On Sunday, I went to mass and heard a sermon that spoke to me and I wanted to share what I thought. The priest said, “God wants you to have a big life! We are made for great lives. To be bold. If we have a small life, we have small faith.”
This really struck me. This was a bit alarming. I have always said ”I have a small life.” I never say this as a bad thing. I thought that I was just being realistic. I live a simple life. I only had one real love relationship. With my husband of more than 40 years! Wow! Even saying that out loud is surprising. 40 years! We have a very good life. We have two great children. Who are grown and having their own wonderful lives with their spouses. My daughter is also busy raising her own wonderful daughter, my granddaughter.
I have also had wonderful, fulfilling positions through the years after staying home with my children. In each of these positions I know I have done good work. I haven't done anything remarkable Though. I'm very ordinary.
Now the priest is insinuating that I must have small faith!
Or did he?
Then the priest talked more and I realize that I have had and continue to have a big life.
He continued....
It is greatness to give ourselves away. To go where God takes you. To take advantage of what come to us. To see the opportunities presented to us. See the opportunities we have right now.
What we choose to take advantage of, the situations and experiences we choose, take us on different paths in life. I don’t believe of future is preordained. As the priest said, God (the universe) gives us opportunities all the time. Even before the stroke I believed this.

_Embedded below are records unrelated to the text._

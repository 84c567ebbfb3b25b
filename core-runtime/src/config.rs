//! # Client Configuration
//!
//! [`ClientConfig`] carries the backend location, the session routes and the
//! three host capabilities the core cannot work without:
//!
//! - `HttpClient` - raw transport, must keep cookies for credential refresh
//! - `KeyValueStore` - durable home of the access credential
//! - `SessionNavigator` - user notices and the redirect to sign-in
//!
//! The builder validates fail-fast. With the `desktop-shims` feature, missing
//! capabilities are filled with the `bridge-desktop` adapters; without it a
//! missing capability is reported as [`Error::CapabilityMissing`].
//!
//! ```ignore
//! use core_runtime::config::ClientConfig;
//!
//! let config = ClientConfig::builder()
//!     .base_url("https://api.bookstore.example")
//!     .login_route("/signin")
//!     .build()?;
//! ```
//!
//! ## Environment
//!
//! [`ClientConfigBuilder::from_env`] seeds a builder from:
//!
//! | Variable | Field |
//! |----------|-------|
//! | `BOOKSTORE_API_BASE_URL` | `base_url` |
//! | `BOOKSTORE_REFRESH_PATH` | `refresh_path` |
//! | `BOOKSTORE_LOGIN_ROUTE` | `login_route` |
//! | `BOOKSTORE_REQUEST_TIMEOUT_SECS` | `request_timeout` |

use crate::error::{Error, Result};
use crate::events::DEFAULT_EVENT_BUFFER_SIZE;
use bridge_traits::{HttpClient, KeyValueStore, SessionNavigator};
use std::fmt;
use std::sync::Arc;
use std::time::Duration;
use url::Url;

pub const DEFAULT_REFRESH_PATH: &str = "/auth/refresh-access-token";
pub const DEFAULT_LOGIN_ROUTE: &str = "/login";
pub const DEFAULT_CREDENTIAL_KEY: &str = "accessToken";
pub const DEFAULT_REQUEST_TIMEOUT: Duration = Duration::from_secs(30);

pub const ENV_BASE_URL: &str = "BOOKSTORE_API_BASE_URL";
pub const ENV_REFRESH_PATH: &str = "BOOKSTORE_REFRESH_PATH";
pub const ENV_LOGIN_ROUTE: &str = "BOOKSTORE_LOGIN_ROUTE";
pub const ENV_REQUEST_TIMEOUT_SECS: &str = "BOOKSTORE_REQUEST_TIMEOUT_SECS";

/// Validated client configuration. Build with [`ClientConfig::builder`].
#[derive(Clone)]
pub struct ClientConfig {
    /// Backend root, e.g. `https://api.bookstore.example/v1`
    pub base_url: Url,
    /// Path of the cookie-authenticated refresh endpoint
    pub refresh_path: String,
    /// Route the navigator is sent to when the session ends involuntarily
    pub login_route: String,
    /// Storage key the credential lives under
    pub credential_key: String,
    pub request_timeout: Duration,
    pub event_buffer_size: usize,
    pub http_client: Arc<dyn HttpClient>,
    pub credential_store: Arc<dyn KeyValueStore>,
    pub navigator: Arc<dyn SessionNavigator>,
}

impl fmt::Debug for ClientConfig {
    fn fmt(&self, f: &mut fmt::Formatter<'_>) -> fmt::Result {
        f.debug_struct("ClientConfig")
            .field("base_url", &self.base_url.as_str())
            .field("refresh_path", &self.refresh_path)
            .field("login_route", &self.login_route)
            .field("credential_key", &self.credential_key)
            .field("request_timeout", &self.request_timeout)
            .field("event_buffer_size", &self.event_buffer_size)
            .field("http_client", &"HttpClient { ... }")
            .field("credential_store", &"KeyValueStore { ... }")
            .field("navigator", &"SessionNavigator { ... }")
            .finish()
    }
}

impl ClientConfig {
    pub fn builder() -> ClientConfigBuilder {
        ClientConfigBuilder::default()
    }

    /// Absolute URL for an API path. The base URL's own path is kept as a prefix.
    pub fn endpoint(&self, path: &str) -> String {
        join_url(&self.base_url, path)
    }

    pub fn refresh_url(&self) -> String {
        self.endpoint(&self.refresh_path)
    }

    pub fn validate(&self) -> Result<()> {
        match self.base_url.scheme() {
            "http" | "https" => {}
            other => {
                return Err(Error::Config(format!(
                    "API base URL must use http or https, got '{}'",
                    other
                )))
            }
        }
        if self.base_url.host_str().is_none() {
            return Err(Error::Config("API base URL must include a host".to_string()));
        }

        for (name, value) in [
            ("Refresh path", &self.refresh_path),
            ("Login route", &self.login_route),
        ] {
            if !value.starts_with('/') {
                return Err(Error::Config(format!(
                    "{} must start with '/', got '{}'",
                    name, value
                )));
            }
        }

        if self.credential_key.trim().is_empty() {
            return Err(Error::Config("Credential key cannot be empty".to_string()));
        }

        if self.request_timeout.is_zero() {
            return Err(Error::Config(
                "Request timeout must be greater than zero".to_string(),
            ));
        }

        if self.event_buffer_size == 0 {
            return Err(Error::Config(
                "Event buffer size must be greater than zero".to_string(),
            ));
        }

        Ok(())
    }
}

/// Join `path` onto `base`, tolerating a missing or doubled slash.
pub fn join_url(base: &Url, path: &str) -> String {
    let base = base.as_str().trim_end_matches('/');
    if path.is_empty() {
        base.to_string()
    } else if path.starts_with('/') {
        format!("{}{}", base, path)
    } else {
        format!("{}/{}", base, path)
    }
}

#[derive(Default)]
pub struct ClientConfigBuilder {
    base_url: Option<String>,
    refresh_path: Option<String>,
    login_route: Option<String>,
    credential_key: Option<String>,
    request_timeout: Option<Duration>,
    event_buffer_size: Option<usize>,
    http_client: Option<Arc<dyn HttpClient>>,
    credential_store: Option<Arc<dyn KeyValueStore>>,
    navigator: Option<Arc<dyn SessionNavigator>>,
}

impl ClientConfigBuilder {
    /// Builder seeded from the process environment.
    pub fn from_env() -> Result<Self> {
        Self::from_lookup(|name| std::env::var(name).ok())
    }

    /// Builder seeded from an arbitrary variable lookup.
    pub fn from_lookup<F>(lookup: F) -> Result<Self>
    where
        F: Fn(&str) -> Option<String>,
    {
        let read = |name: &str| lookup(name).filter(|v| !v.trim().is_empty());
        let mut builder = Self::default();

        if let Some(url) = read(ENV_BASE_URL) {
            builder = builder.base_url(url);
        }
        if let Some(path) = read(ENV_REFRESH_PATH) {
            builder = builder.refresh_path(path);
        }
        if let Some(route) = read(ENV_LOGIN_ROUTE) {
            builder = builder.login_route(route);
        }
        if let Some(secs) = read(ENV_REQUEST_TIMEOUT_SECS) {
            let secs: u64 = secs.trim().parse().map_err(|_| {
                Error::Config(format!(
                    "{} must be a whole number of seconds, got '{}'",
                    ENV_REQUEST_TIMEOUT_SECS, secs
                ))
            })?;
            builder = builder.request_timeout(Duration::from_secs(secs));
        }

        Ok(builder)
    }

    /// Required.
    pub fn base_url(mut self, url: impl Into<String>) -> Self {
        self.base_url = Some(url.into());
        self
    }

    pub fn refresh_path(mut self, path: impl Into<String>) -> Self {
        self.refresh_path = Some(path.into());
        self
    }

    pub fn login_route(mut self, route: impl Into<String>) -> Self {
        self.login_route = Some(route.into());
        self
    }

    pub fn credential_key(mut self, key: impl Into<String>) -> Self {
        self.credential_key = Some(key.into());
        self
    }

    /// Applied to the default desktop transport. Injected clients carry
    /// their own timeout.
    pub fn request_timeout(mut self, timeout: Duration) -> Self {
        self.request_timeout = Some(timeout);
        self
    }

    pub fn event_buffer_size(mut self, size: usize) -> Self {
        self.event_buffer_size = Some(size);
        self
    }

    /// The client must send cookies set by the backend back on later
    /// requests, otherwise the refresh endpoint cannot identify the session.
    pub fn http_client(mut self, client: Arc<dyn HttpClient>) -> Self {
        self.http_client = Some(client);
        self
    }

    pub fn credential_store(mut self, store: Arc<dyn KeyValueStore>) -> Self {
        self.credential_store = Some(store);
        self
    }

    pub fn navigator(mut self, navigator: Arc<dyn SessionNavigator>) -> Self {
        self.navigator = Some(navigator);
        self
    }

    pub fn build(self) -> Result<ClientConfig> {
        let raw_url = self.base_url.ok_or_else(|| {
            Error::Config(format!(
                "API base URL is required. Use .base_url() or set {}.",
                ENV_BASE_URL
            ))
        })?;
        let base_url = Url::parse(raw_url.trim())?;
        let request_timeout = self.request_timeout.unwrap_or(DEFAULT_REQUEST_TIMEOUT);

        let http_client = match self.http_client {
            Some(client) => client,
            None => defaults::http_client(request_timeout)?,
        };
        let credential_store = match self.credential_store {
            Some(store) => store,
            None => defaults::credential_store()?,
        };
        let navigator = match self.navigator {
            Some(navigator) => navigator,
            None => defaults::navigator()?,
        };

        let config = ClientConfig {
            base_url,
            refresh_path: self
                .refresh_path
                .unwrap_or_else(|| DEFAULT_REFRESH_PATH.to_string()),
            login_route: self
                .login_route
                .unwrap_or_else(|| DEFAULT_LOGIN_ROUTE.to_string()),
            credential_key: self
                .credential_key
                .unwrap_or_else(|| DEFAULT_CREDENTIAL_KEY.to_string()),
            request_timeout,
            event_buffer_size: self
                .event_buffer_size
                .unwrap_or(DEFAULT_EVENT_BUFFER_SIZE),
            http_client,
            credential_store,
            navigator,
        };

        config.validate()?;
        Ok(config)
    }
}

#[cfg(feature = "desktop-shims")]
mod defaults {
    use super::*;
    use bridge_desktop::{ConsoleNavigator, ReqwestHttpClient};

    pub(super) fn http_client(timeout: Duration) -> Result<Arc<dyn HttpClient>> {
        let client = ReqwestHttpClient::with_timeout(timeout).map_err(|e| {
            Error::Internal(format!("Failed to create default HttpClient: {}", e))
        })?;
        Ok(Arc::new(client))
    }

    #[cfg(feature = "secure-store")]
    pub(super) fn credential_store() -> Result<Arc<dyn KeyValueStore>> {
        Ok(Arc::new(bridge_desktop::KeyringStore::new()))
    }

    #[cfg(not(feature = "secure-store"))]
    pub(super) fn credential_store() -> Result<Arc<dyn KeyValueStore>> {
        Ok(Arc::new(bridge_desktop::FileKeyValueStore::new()))
    }

    pub(super) fn navigator() -> Result<Arc<dyn SessionNavigator>> {
        Ok(Arc::new(ConsoleNavigator::new()))
    }
}

#[cfg(not(feature = "desktop-shims"))]
mod defaults {
    use super::*;

    fn missing(capability: &str, message: &str) -> Error {
        Error::CapabilityMissing {
            capability: capability.to_string(),
            message: message.to_string(),
        }
    }

    pub(super) fn http_client(_timeout: Duration) -> Result<Arc<dyn HttpClient>> {
        Err(missing(
            "HttpClient",
            "An HttpClient with a cookie jar is required to reach the API. \
             Desktop: enable the 'desktop-shims' feature to use ReqwestHttpClient.",
        ))
    }

    pub(super) fn credential_store() -> Result<Arc<dyn KeyValueStore>> {
        Err(missing(
            "KeyValueStore",
            "A KeyValueStore is required to persist the access credential. \
             Desktop: enable 'desktop-shims' (file store) or 'secure-store' (OS keychain).",
        ))
    }

    pub(super) fn navigator() -> Result<Arc<dyn SessionNavigator>> {
        Err(missing(
            "SessionNavigator",
            "A SessionNavigator is required to notify the user and show the sign-in view. \
             Desktop: enable the 'desktop-shims' feature to use ConsoleNavigator.",
        ))
    }
}
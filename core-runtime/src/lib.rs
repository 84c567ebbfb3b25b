//! # Core Runtime
//!
//! Shared runtime infrastructure for the bookstore client core:
//! - [`config`]: validated client configuration and capability injection
//! - [`events`]: typed event bus for session, cart and order changes
//! - [`logging`]: `tracing` subscriber setup and redaction helpers

pub mod config;
pub mod error;
pub mod events;
pub mod logging;

pub use config::{ClientConfig, ClientConfigBuilder};
pub use error::{Error, Result};
pub use events::{CoreEvent, EventBus, EventStream};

Sometimes we know right away if we should do something. It just feels right and we are drawn to use our skills. Somethings are not so obvious. They present themselves over and over until we pay attention sometimes. But there are signs all around us. We are free to either take advantage or not, choose to accept the opportunities or not, but we first have to recognize they are there. Sometimes, it’s hard to see what’s right in front of us.
After the stroke, so many opportunities were present. But at the beginning all I saw was loss. Loss of my voice. Loss of my reading and writing ability. Loss of some comprehension. Loss of my job. Loss of our future financially. Loss, loss, and more loss. It goes without saying I was in a negative space.
Shortly thereafter, I began to see clearer, both figuratively and literally. The stroke and the remaining communication challenges were only that….challenges. And who hasn’t had challenges?
I began to see that opportunities still existed in my life. I could still do the things I wanted to even if I had to do them differently. I have had opportunities; I just had to be open to the possibilities.
I could still share myself with the world. Still share the gifts and strengths that I was given by God and was able to enhance through my experiences here on earth.
I will only share a few of them here. I saw the opportunity to participate in the Dear RI pen pal program at the beginning of covid lockdowns. I was able to improve my writing ability especially my handwriting by taking my time. I also got to engage with some really cool people who I wouldn't have "met" in RI. I'm still corresponding with one of the penpals even today. I'm not sure what she is getting out of the correspondence but I can only hope I make a difference in her life as she does in mine.
Right after beginning to work with my third Speech Language Therapist, she told me about the BU Aphasia Center. I was finally in a headspace that I could look outside myself and meet others who were experiencing similar challenges with aphasia and I hoped apraxia of speech. My involvement grew over the last couple of years. Although I am not partcipating in their small groups facilitated by their professors and student SLPs (because I'm not allowed to as a non resident of Massachusetts), I am still connected with some of the amazing and inspiring people. When out of state residents were excluded, the director created a group for us (Education and Resource). I have volunteered to continue this group by organizing the weekly zooms and emailing reminders to the group.
Through my interaction with the BU Aphasia groups I was given the confidence to join other national aphasia organizations and have writing about a dream of mine, to create a 1 to 1 peer conversation partner program. This is no longer a just dream. This morning is a first zoom meeting to discuss how it can become a reality.
Giving of ourselves changes the world for those whom we touch. It helps us to create the full life we want to lead.
We are truly born to have a great life.
But it’s our choice to take advantage of the opportunities presented to us.